Simulated Author's Rebuttal

2 responses · 0 unresolved

We thank the referee for the constructive feedback, which highlights opportunities to strengthen the clarity of our quantitative claims and the validation of our distillation approach. We address each major comment below and will revise the manuscript accordingly.

read point-by-point responses

Referee: [Abstract and Experiments] Abstract and Experiments section: The claims of 'consistent reliability gains' and 'often improves predictive performance' are stated without any numerical metrics, baseline comparisons (e.g., against non-distilled Phi-3/Qwen-Coder or prior X-CCD methods), statistical significance tests, or details on data splits and distribution-shift construction. This absence prevents assessment of effect sizes and undermines support for the central claim of improved practicality.
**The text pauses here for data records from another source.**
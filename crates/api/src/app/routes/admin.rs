//! Back-office routes (`admin` role).
//!
//! Account provisioning, credit grants and platform-wide settings. The role
//! check itself lives in [`crate::middleware::require_admin`].

use std::sync::Arc;

use axum::{
    Json, Router,
    extract::{Extension, Path},
    http::StatusCode,
    routing::{get, post, put},
};
use chrono::Utc;

use fatoura_accounts::{Account, AdminGeneralSettings, CompanySettings, CompanySettingsPatch, NewAccount};
use fatoura_core::AccountId;

use crate::app::dto::GrantCreditsRequest;
use crate::app::errors::{self, ApiResult};
use crate::app::services::AppServices;
use crate::context::PrincipalContext;

pub fn router() -> Router {
    Router::new()
        .route("/accounts", get(list_accounts).post(provision_account))
        .route("/accounts/:id/credits", post(grant_credits))
        .route("/accounts/:id/settings", put(update_account_settings))
        .route("/settings/general", get(general_settings).put(put_general_settings))
}

/// GET /admin/accounts
pub async fn list_accounts(
    Extension(services): Extension<Arc<AppServices>>,
) -> ApiResult<Json<Vec<Account>>> {
    services
        .store
        .list_accounts()
        .await
        .map(Json)
        .map_err(errors::store_error_to_response)
}

/// POST /admin/accounts - seeded from the general settings.
pub async fn provision_account(
    Extension(services): Extension<Arc<AppServices>>,
    Extension(principal): Extension<PrincipalContext>,
    Json(body): Json<NewAccount>,
) -> ApiResult<(StatusCode, Json<Account>)> {
    let account = services
        .store
        .provision_account(body, Utc::now())
        .await
        .map_err(errors::store_error_to_response)?;

    tracing::info!(
        admin_id = %principal.account_id(),
        account_id = %account.id,
        credits = account.credits,
        "account provisioned"
    );
    Ok((StatusCode::CREATED, Json(account)))
}

/// POST /admin/accounts/:id/credits
pub async fn grant_credits(
    Extension(services): Extension<Arc<AppServices>>,
    Extension(principal): Extension<PrincipalContext>,
    Path(id): Path<String>,
    Json(body): Json<GrantCreditsRequest>,
) -> ApiResult<Json<Account>> {
    let account_id: AccountId = errors::parse_id(&id)?;
    let account = services
        .store
        .grant_credits(account_id, body.amount)
        .await
        .map_err(errors::store_error_to_response)?;

    tracing::info!(
        admin_id = %principal.account_id(),
        account_id = %account_id,
        amount = body.amount,
        credits = account.credits,
        "credits granted"
    );
    Ok(Json(account))
}

/// PUT /admin/accounts/:id/settings - partial merge, like `PATCH /settings`.
pub async fn update_account_settings(
    Extension(services): Extension<Arc<AppServices>>,
    Path(id): Path<String>,
    Json(patch): Json<CompanySettingsPatch>,
) -> ApiResult<Json<CompanySettings>> {
    let account_id: AccountId = errors::parse_id(&id)?;
    services
        .store
        .update_company_settings(account_id, patch)
        .await
        .map(Json)
        .map_err(errors::store_error_to_response)
}

/// GET /admin/settings/general
pub async fn general_settings(
    Extension(services): Extension<Arc<AppServices>>,
) -> ApiResult<Json<AdminGeneralSettings>> {
    services
        .store
        .general_settings()
        .await
        .map(Json)
        .map_err(errors::store_error_to_response)
}

/// PUT /admin/settings/general
pub async fn put_general_settings(
    Extension(services): Extension<Arc<AppServices>>,
    Json(body): Json<AdminGeneralSettings>,
) -> ApiResult<Json<AdminGeneralSettings>> {
    services
        .store
        .put_general_settings(body)
        .await
        .map(Json)
        .map_err(errors::store_error_to_response)
}
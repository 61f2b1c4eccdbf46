use rust_decimal::Decimal;
use serde::{Deserialize, Serialize};

use fatoura_core::{DomainError, DomainResult, round_money};

use crate::invoice::InvoiceItem;

/// Derived invoice totals, rounded to 2 decimal places.
///
/// `total == sub_total + tax_amount` holds exactly on these values.
#[derive(Debug, Clone, Copy, PartialEq, Eq, Serialize, Deserialize)]
#[serde(rename_all = "camelCase")]
pub struct InvoiceTotals {
    pub sub_total: Decimal,
    pub tax_amount: Decimal,
    pub total: Decimal,
}

/// Price a list of lines.
///
/// Sums are accumulated at full precision and rounded once at the end.
/// `tax_exempt` (auto-entrepreneur accounts) forces the tax to zero whatever
/// the per-line rates are.
pub fn compute_totals(items: &[InvoiceItem], tax_exempt: bool) -> DomainResult<InvoiceTotals> {
    if items.is_empty() {
        return Err(DomainError::validation("invoice must have at least one item"));
    }

    let mut net = Decimal::ZERO;
    let mut tax = Decimal::ZERO;
    for (i, item) in items.iter().enumerate() {
        let line = i + 1;
        if item.quantity <= Decimal::ZERO {
            return Err(DomainError::validation(format!(
                "items[{line}].quantity must be greater than 0"
            )));
        }
        if item.unit_price < Decimal::ZERO {
            return Err(DomainError::validation(format!(
                "items[{line}].unit_price must not be negative"
            )));
        }
        if item.tax_rate_percent < Decimal::ZERO || item.tax_rate_percent > Decimal::ONE_HUNDRED {
            return Err(DomainError::validation(format!(
                "items[{line}].tax_rate must be between 0 and 100"
            )));
        }

        net = net
            .checked_add(item.net_amount()?)
            .ok_or_else(|| DomainError::validation("invoice amount overflow"))?;
        if !tax_exempt {
            tax = tax
                .checked_add(item.tax_amount()?)
                .ok_or_else(|| DomainError::validation("invoice tax overflow"))?;
        }
    }

    let sub_total = round_money(net);
    let tax_amount = round_money(tax);
    let total = sub_total
        .checked_add(tax_amount)
        .ok_or_else(|| DomainError::validation("invoice total overflow"))?;
    Ok(InvoiceTotals {
        sub_total,
        tax_amount,
        total,
    })
}
use axum::http::StatusCode;
use axum::response::{IntoResponse, Response};
use serde_json::json;

use fatoura_core::DomainError;
use fatoura_infra::StoreError;

/// Handler result: the error side is an already-rendered JSON error response.
pub type ApiResult<T> = Result<T, Response>;

pub fn store_error_to_response(err: StoreError) -> Response {
    match err {
        StoreError::Domain(e) => domain_error_to_response(e),
        StoreError::Database(msg) => {
            tracing::error!(error = %msg, "store failure");
            json_error(StatusCode::INTERNAL_SERVER_ERROR, "store_error", "internal store error")
        }
        StoreError::Unavailable(msg) => {
            tracing::error!(error = %msg, "store unavailable");
            json_error(StatusCode::INTERNAL_SERVER_ERROR, "store_unavailable", "store unavailable")
        }
    }
}

pub fn domain_error_to_response(err: DomainError) -> Response {
    let message = err.to_string();
    match err {
        DomainError::Validation(_) => {
            json_error(StatusCode::UNPROCESSABLE_ENTITY, "validation_error", message)
        }
        DomainError::InvalidId(_) => json_error(StatusCode::UNPROCESSABLE_ENTITY, "invalid_id", message),
        DomainError::InsufficientCredits => {
            json_error(StatusCode::FORBIDDEN, "insufficient_credits", message)
        }
        DomainError::DuplicateInvoiceNumber(_) => {
            json_error(StatusCode::CONFLICT, "duplicate_invoice_number", message)
        }
        DomainError::NotFound(_) => json_error(StatusCode::NOT_FOUND, "not_found", message),
        DomainError::Conflict(_) => json_error(StatusCode::CONFLICT, "conflict", message),
    }
}

pub fn json_error(status: StatusCode, code: &'static str, message: impl Into<String>) -> Response {
    (
        status,
        axum::Json(json!({
            "error": code,
            "message": message.into(),
        })),
    )
        .into_response()
}

/// Parse a path identifier, mapping failures to a 422 response.
pub fn parse_id<T>(raw: &str) -> ApiResult<T>
where
    T: std::str::FromStr<Err = DomainError>,
{
    raw.parse().map_err(domain_error_to_response)
}
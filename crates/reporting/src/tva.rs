//! TVA (value-added tax) declaration figures.
//!
//! Invoiced TVA follows the issue date; collected TVA follows the payment date.

use chrono::NaiveDate;
use rust_decimal::Decimal;
use serde::Serialize;

use fatoura_core::{ClientId, Currency, DomainResult, ExchangeRateProvider, round_money};
use fatoura_invoicing::Invoice;

use crate::range::DateRange;
use crate::reporter::{Reporter, accumulate};

#[derive(Debug, Clone, PartialEq, Eq, Serialize)]
#[serde(rename_all = "camelCase")]
pub struct SalesLine {
    pub invoice_number: String,
    pub client_id: ClientId,
    pub issue_date: NaiveDate,
    pub sub_total: Decimal,
    pub tax_amount: Decimal,
    pub total: Decimal,
}

#[derive(Debug, Clone, PartialEq, Eq, Serialize)]
#[serde(rename_all = "camelCase")]
pub struct CollectionLine {
    pub invoice_number: String,
    pub client_id: ClientId,
    pub payment_date: NaiveDate,
    pub sub_total: Decimal,
    pub tax_amount: Decimal,
    pub total: Decimal,
}

#[derive(Debug, Clone, PartialEq, Eq, Serialize)]
#[serde(rename_all = "camelCase")]
pub struct TvaDeclaration {
    pub range: DateRange,
    pub currency: Currency,
    pub invoiced_tax: Decimal,
    pub collected_tax: Decimal,
    pub sales: Vec<SalesLine>,
    pub collections: Vec<CollectionLine>,
}

impl<R: ExchangeRateProvider + ?Sized> Reporter<'_, R> {
    /// TVA on invoices issued within `range`.
    pub fn invoiced_tax(&self, range: DateRange) -> DomainResult<Decimal> {
        self.sum_tax(self.issued_in(range))
    }

    /// TVA on invoices paid within `range`.
    pub fn collected_tax(&self, range: DateRange) -> DomainResult<Decimal> {
        self.sum_tax(self.collected_in(range).map(|(inv, _)| inv))
    }

    pub fn tva_declaration(&self, range: DateRange) -> DomainResult<TvaDeclaration> {
        let sales = self
            .issued_in(range)
            .map(|inv| {
                Ok(SalesLine {
                    invoice_number: inv.invoice_number.clone(),
                    client_id: inv.client_id,
                    issue_date: inv.issue_date,
                    sub_total: round_money(self.convert(inv, inv.sub_total)?),
                    tax_amount: round_money(self.convert(inv, inv.tax_amount)?),
                    total: round_money(self.convert(inv, inv.total)?),
                })
            })
            .collect::<DomainResult<Vec<_>>>()?;

        let collections = self
            .collected_in(range)
            .map(|(inv, paid_on)| {
                Ok(CollectionLine {
                    invoice_number: inv.invoice_number.clone(),
                    client_id: inv.client_id,
                    payment_date: paid_on,
                    sub_total: round_money(self.convert(inv, inv.sub_total)?),
                    tax_amount: round_money(self.convert(inv, inv.tax_amount)?),
                    total: round_money(self.convert(inv, inv.total)?),
                })
            })
            .collect::<DomainResult<Vec<_>>>()?;

        Ok(TvaDeclaration {
            range,
            currency: self.currency(),
            invoiced_tax: self.invoiced_tax(range)?,
            collected_tax: self.collected_tax(range)?,
            sales,
            collections,
        })
    }

    fn sum_tax<'i>(&self, invoices: impl Iterator<Item = &'i Invoice>) -> DomainResult<Decimal> {
        let mut total = Decimal::ZERO;
        for inv in invoices {
            accumulate(&mut total, self.convert(inv, inv.tax_amount)?)?;
        }
        Ok(round_money(total))
    }

    fn issued_in(&self, range: DateRange) -> impl Iterator<Item = &Invoice> + '_ {
        self.invoices
            .iter()
            .filter(move |inv| range.contains(inv.issue_date))
    }

    fn collected_in(&self, range: DateRange) -> impl Iterator<Item = (&Invoice, NaiveDate)> + '_ {
        self.invoices.iter().filter_map(move |inv| {
            inv.payment_date
                .filter(|paid_on| range.contains(*paid_on))
                .map(|paid_on| (inv, paid_on))
        })
    }
}

#[cfg(test)]
mod tests {
    use super::*;
    use crate::fixtures::{FixedRates, date, invoice, paid};
    use fatoura_core::DomainError;
    use fatoura_invoicing::InvoiceStatus;
    use rust_decimal_macros::dec;

    fn q1() -> DateRange {
        DateRange::new(date(2026, 1, 1), date(2026, 3, 31)).unwrap()
    }

    #[test]
    fn invoiced_and_collected_follow_different_dates() {
        let client = ClientId::new();
        let invoices = vec![
            // Issued in Q1, paid in Q2.
            paid(
                invoice(client, InvoiceStatus::Sent, date(2026, 3, 20), date(2026, 4, 20), dec!(1000), dec!(200)),
                date(2026, 4, 5),
            ),
            // Issued in Q4, paid in Q1.
            paid(
                invoice(client, InvoiceStatus::Sent, date(2025, 12, 10), date(2026, 1, 10), dec!(500), dec!(100)),
                date(2026, 1, 8),
            ),
            // Issued on the last day of Q1, unpaid.
            invoice(client, InvoiceStatus::Sent, date(2026, 3, 31), date(2026, 4, 30), dec!(100), dec!(20)),
        ];
        let reporter = Reporter::new(&invoices, &FixedRates, Currency::Mad);

        assert_eq!(reporter.invoiced_tax(q1()).unwrap(), dec!(220));
        assert_eq!(reporter.collected_tax(q1()).unwrap(), dec!(100));

        let declaration = reporter.tva_declaration(q1()).unwrap();
        assert_eq!(declaration.sales.len(), 2);
        assert_eq!(declaration.collections.len(), 1);
        assert_eq!(declaration.collections[0].payment_date, date(2026, 1, 8));
    }

    #[test]
    fn foreign_currency_is_converted_before_summing() {
        let mut eur = invoice(ClientId::new(), InvoiceStatus::Sent, date(2026, 2, 1), date(2026, 3, 1), dec!(100), dec!(20));
        eur.currency = Currency::Eur;
        let mad = invoice(ClientId::new(), InvoiceStatus::Sent, date(2026, 2, 2), date(2026, 3, 2), dec!(100), dec!(20));
        let invoices = vec![eur, mad];

        let reporter = Reporter::new(&invoices, &FixedRates, Currency::Mad);
        assert_eq!(reporter.invoiced_tax(q1()).unwrap(), dec!(240));
        assert_eq!(reporter.tva_declaration(q1()).unwrap().sales[0].total, dec!(1320));
    }

    #[test]
    fn empty_collection_reports_zero() {
        let reporter = Reporter::new(&[], &FixedRates, Currency::Mad);
        assert_eq!(reporter.invoiced_tax(q1()).unwrap(), Decimal::ZERO);
        assert_eq!(reporter.collected_tax(q1()).unwrap(), Decimal::ZERO);
    }

    #[test]
    fn overflowing_sum_is_an_error() {
        let client = ClientId::new();
        let big = Decimal::MAX / dec!(2);
        let invoices = vec![
            invoice(client, InvoiceStatus::Sent, date(2026, 1, 5), date(2026, 2, 5), dec!(0), big),
            invoice(client, InvoiceStatus::Sent, date(2026, 1, 6), date(2026, 2, 6), dec!(0), big),
            invoice(client, InvoiceStatus::Sent, date(2026, 1, 7), date(2026, 2, 7), dec!(0), big),
        ];
        let reporter = Reporter::new(&invoices, &FixedRates, Currency::Mad);
        assert!(matches!(reporter.invoiced_tax(q1()), Err(DomainError::Validation(_))));
        assert!(reporter.tva_declaration(q1()).is_err());
    }
}
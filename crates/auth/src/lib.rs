//! `fatoura-auth`: bearer-token boundary (validation only).
//!
//! This crate is intentionally decoupled from HTTP and storage. It never issues
//! credentials; it turns a signed token into validated claims.

pub mod authorize;
pub mod claims;
pub mod jwt;
pub mod roles;

pub use authorize::{AuthzError, require_role};
pub use claims::{JwtClaims, TokenValidationError, validate_claims};
pub use jwt::{Hs256JwtValidator, JwtValidator};
pub use roles::Role;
Authors: We agree that the abstract would benefit from explicit numerical support for the central claims. In the revised version we will update the abstract to report key metrics (e.g., reliability rates, accuracy deltas under distribution shift, and inference-time reductions) drawn from the Experiments section. The Experiments section already contains comparisons against the non-distilled Phi-3 and Qwen-Coder baselines, details on the Project CodeNet splits, and the construction of the distribution-shift test sets; however, we will add (i) explicit comparisons against representative prior X-CCD methods and (ii) statistical significance tests (paired t-tests across seeds) to make effect sizes and reliability gains easier to assess. revision: yes
Referee: [Experiments] Data construction and evaluation (Experiments section): The central assumption that synthetic reasoning data from DeepSeek-R1 encodes generalizable clone-detection logic (rather than teacher-specific biases or prompt artifacts) is load-bearing but untested. No ablations isolate reasoning transfer from format mimicry or CodeNet artifacts, and all reported gains use held-out pairs from the same source; this leaves the transferability claim unsupported.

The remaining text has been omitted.